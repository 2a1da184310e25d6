use std::collections::HashMap;
use std::sync::atomic::{AtomicUsize, Ordering};
use std::sync::{Arc, Mutex};

use ctxr_core::config::SplitterConfig;
use ctxr_core::error::{Error, Result};
use ctxr_core::splitter::ChunkSplitter;
use ctxr_core::traits::{DocumentSource, Generator};
use ctxr_core::types::Document;
use ctxr_pipeline::{Enricher, EnricherConfig};
use ctxr_services::generate::ExtractiveGenerator;
use ctxr_services::loader::InMemoryCorpus;

/// Counts fetches per document id so memoization is observable.
struct CountingSource {
    docs: HashMap<String, String>,
    fetches: AtomicUsize,
}

impl CountingSource {
    fn new(docs: &[Document]) -> Self {
        Self {
            docs: docs.iter().map(|d| (d.id.clone(), d.text.clone())).collect(),
            fetches: AtomicUsize::new(0),
        }
    }
}

impl DocumentSource for CountingSource {
    fn fetch(&self, id: &str) -> Result<String> {
        self.fetches.fetch_add(1, Ordering::SeqCst);
        self.docs.get(id).cloned().ok_or_else(|| Error::Fetch {
            source_id: id.to_string(),
            reason: "unknown document".to_string(),
        })
    }
}

/// Fails generation for chunks whose content holds a marker token.
struct FlakyGenerator;

impl Generator for FlakyGenerator {
    fn complete(&self, prompt: &str, _max_tokens: usize, _temperature: f32) -> Result<String> {
        if prompt.contains("POISON") {
            return Err(Error::Generation {
                chunk_id: String::new(),
                reason: "backend refused".to_string(),
            });
        }
        Ok("a situating sentence".to_string())
    }
}

fn corpus() -> Vec<Document> {
    vec![
        Document {
            id: "guide.txt".to_string(),
            text: (0..40).map(|i| format!("alpha{i}")).collect::<Vec<_>>().join(" "),
        },
        Document {
            id: "manual.txt".to_string(),
            text: (0..40).map(|i| format!("beta{i}")).collect::<Vec<_>>().join(" "),
        },
    ]
}

fn split(docs: &[Document]) -> Vec<ctxr_core::types::Chunk> {
    ChunkSplitter::new(SplitterConfig {
        chunk_size: 10,
        chunk_overlap: 2,
    })
    .expect("valid config")
    .split_all(docs)
}

#[test]
fn enrichment_adds_context_and_preserves_content_and_order() {
    let docs = corpus();
    let chunks = split(&docs);
    let source = Arc::new(InMemoryCorpus::from_documents(&docs));
    let mut enricher = Enricher::new(source, Arc::new(ExtractiveGenerator), EnricherConfig::default());

    let report = enricher.enrich(&chunks).expect("enrich");
    assert!(report.is_complete());
    assert_eq!(report.enriched.len(), chunks.len());
    for (original, enriched) in chunks.iter().zip(report.enriched.iter()) {
        assert_eq!(enriched.id, original.id, "output order matches input order");
        assert_eq!(enriched.content, original.content, "chunk content untouched");
        let ctx = enriched.context().expect("context attached");
        assert!(!ctx.is_empty());
        assert!(enriched.embedding_text().starts_with(ctx));
        assert!(enriched.embedding_text().ends_with(&original.content));
    }
    // Inputs themselves stay unenriched.
    assert!(chunks.iter().all(|c| c.context().is_none()));
}

#[test]
fn document_fetches_are_memoized_per_run() {
    let docs = corpus();
    let chunks = split(&docs);
    assert!(chunks.len() > docs.len(), "several chunks per document");
    let source = Arc::new(CountingSource::new(&docs));
    let mut enricher = Enricher::new(
        Arc::clone(&source) as Arc<dyn DocumentSource>,
        Arc::new(ExtractiveGenerator),
        EnricherConfig::default(),
    );

    enricher.enrich(&chunks).expect("enrich");
    assert_eq!(
        source.fetches.load(Ordering::SeqCst),
        docs.len(),
        "one fetch per document regardless of chunk count"
    );
}

#[test]
fn unfetchable_documents_fail_per_chunk_not_per_run() {
    let docs = corpus();
    let mut chunks = split(&docs);
    // Point one chunk at a document the source does not have.
    chunks[1].doc_id = "missing.txt".to_string();
    let source = Arc::new(CountingSource::new(&docs));
    let mut enricher = Enricher::new(source, Arc::new(ExtractiveGenerator), EnricherConfig::default());

    let report = enricher.enrich(&chunks).expect("partial enrich");
    assert!(!report.is_complete());
    assert_eq!(report.failures.len(), 1);
    assert_eq!(report.failures[0].chunk_id, chunks[1].id);
    assert!(matches!(report.failures[0].error, Error::Fetch { .. }));
    assert_eq!(report.enriched.len(), chunks.len() - 1);
}

#[test]
fn corpus_miss_is_a_consistency_error_carrying_both_ids() {
    let docs = corpus();
    let mut chunks = split(&docs);
    chunks[0].doc_id = "phantom.txt".to_string();
    let source = Arc::new(InMemoryCorpus::from_documents(&docs));
    let mut enricher = Enricher::new(source, Arc::new(ExtractiveGenerator), EnricherConfig::default());

    let report = enricher.enrich(&chunks).expect("partial enrich");
    assert_eq!(report.failures.len(), 1);
    match &report.failures[0].error {
        Error::Consistency { chunk_id, doc_id } => {
            assert_eq!(chunk_id, &chunks[0].id);
            assert_eq!(doc_id, "phantom.txt");
        }
        other => panic!("expected consistency error, got {other}"),
    }
}

#[test]
fn generation_failure_aborts_with_the_offending_chunk_id() {
    let doc = Document {
        id: "d".to_string(),
        text: "one two three four five six seven eight POISON ten eleven twelve".to_string(),
    };
    let chunks = ChunkSplitter::new(SplitterConfig {
        chunk_size: 4,
        chunk_overlap: 0,
    })
    .expect("valid config")
    .split(&doc);
    let poisoned = chunks
        .iter()
        .find(|c| c.content.contains("POISON"))
        .expect("marker chunk")
        .id
        .clone();
    let source = Arc::new(InMemoryCorpus::from_documents(std::slice::from_ref(&doc)));
    let mut enricher = Enricher::new(source, Arc::new(FlakyGenerator), EnricherConfig::default());

    match enricher.enrich(&chunks) {
        Err(Error::Generation { chunk_id, .. }) => assert_eq!(chunk_id, poisoned),
        other => panic!("expected generation error, got {other:?}"),
    }
}

#[test]
fn progress_signal_counts_every_chunk() {
    let docs = corpus();
    let chunks = split(&docs);
    let seen: Arc<Mutex<Vec<(usize, usize)>>> = Arc::new(Mutex::new(Vec::new()));
    let sink = Arc::clone(&seen);
    let source = Arc::new(InMemoryCorpus::from_documents(&docs));
    let mut enricher = Enricher::new(source, Arc::new(ExtractiveGenerator), EnricherConfig::default())
        .with_progress(move |done, total| sink.lock().unwrap().push((done, total)));

    enricher.enrich(&chunks).expect("enrich");
    let seen = seen.lock().unwrap();
    assert_eq!(seen.len(), chunks.len());
    assert_eq!(*seen.last().unwrap(), (chunks.len(), chunks.len()));
    assert!(seen.windows(2).all(|w| w[0].0 + 1 == w[1].0));
}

● Exercise prompt
Line count for "matches": count the lines of the records above that contain it and give only the number.

● Written answer
2